Lévi Ntumba

Personal information
- Full name: Lévi Don À-Dieu Kahiamba Ntumba
- Date of birth: 12 January 2001 (age 25)
- Place of birth: Paris, France
- Height: 1.98 m (6 ft 6 in)
- Position: Goalkeeper

Team information
- Current team: Slavia Sofia
- Number: 63

Youth career
- 0000–2018: Dijon

Senior career*
- Years: Team / Apps / (Gls)
- 2017–2021: Dijon II / 27 / (0)
- 2018–2021: Dijon / 0 / (0)
- 2022–2023: Grasshopper II / 24 / (0)
- 2024–2025: CSKA 1948 II / 14 / (0)
- 2024–2025: CSKA 1948 / 6 / (0)
- 2025–: Slavia Sofia / 28 / (0)

International career^{‡}
- 2017: France U16 / 1 / (0)
- 2017–2018: France U17 / 9 / (0)
- 2018: France U18 / 4 / (0)
- 2019: France U19 / 0 / (0)

= Lévi Ntumba =

French footballer (born 2001)

Lévi Ntumba (born 12 January 2001) is a French professional footballer who plays as a goalkeeper for Bulgarian First League club Slavia Sofia.

==Professional career==
Ntumba has made 27 appearances for the reserve team of Dijon FCO between 2018 and 2021 in the Championnat National 3. He chose not to renew his contract in summer 2021.
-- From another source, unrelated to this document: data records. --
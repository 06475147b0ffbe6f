//! Adaptive initial marker size.

use crate::config::SizingConfig;

/// Size for a newly placed marker.
///
/// Scales the base size by the view resolution, clamps it into the creation
/// range and never goes below the smallest marker already in the scene.
pub fn adaptive_size(
    map_units_per_pixel: f64,
    smallest_existing: Option<f64>,
    config: &SizingConfig,
) -> f64 {
    let scaled = config.base_size * (1.0 / map_units_per_pixel.max(config.min_resolution));
    let clamped = scaled.clamp(config.creation_min, config.creation_max);
    match smallest_existing {
        Some(smallest) if smallest > clamped => smallest,
        _ => clamped,
    }
}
On 7 January 2022, he signed with Grasshopper Club Zürich, as their third goalkeeper. In the 2021-22 season, he made seven appearances for the reserve team in the First League.

On 2 February 2024, he joined Bulgarian First League side CSKA 1948.

In June 2025, upon his contract completion with CSKA 1948, it was announced that he has signed with Slavia Sofia.

==Personal life==
Born in Paris, France, he is of Congolese and Malagasy roots.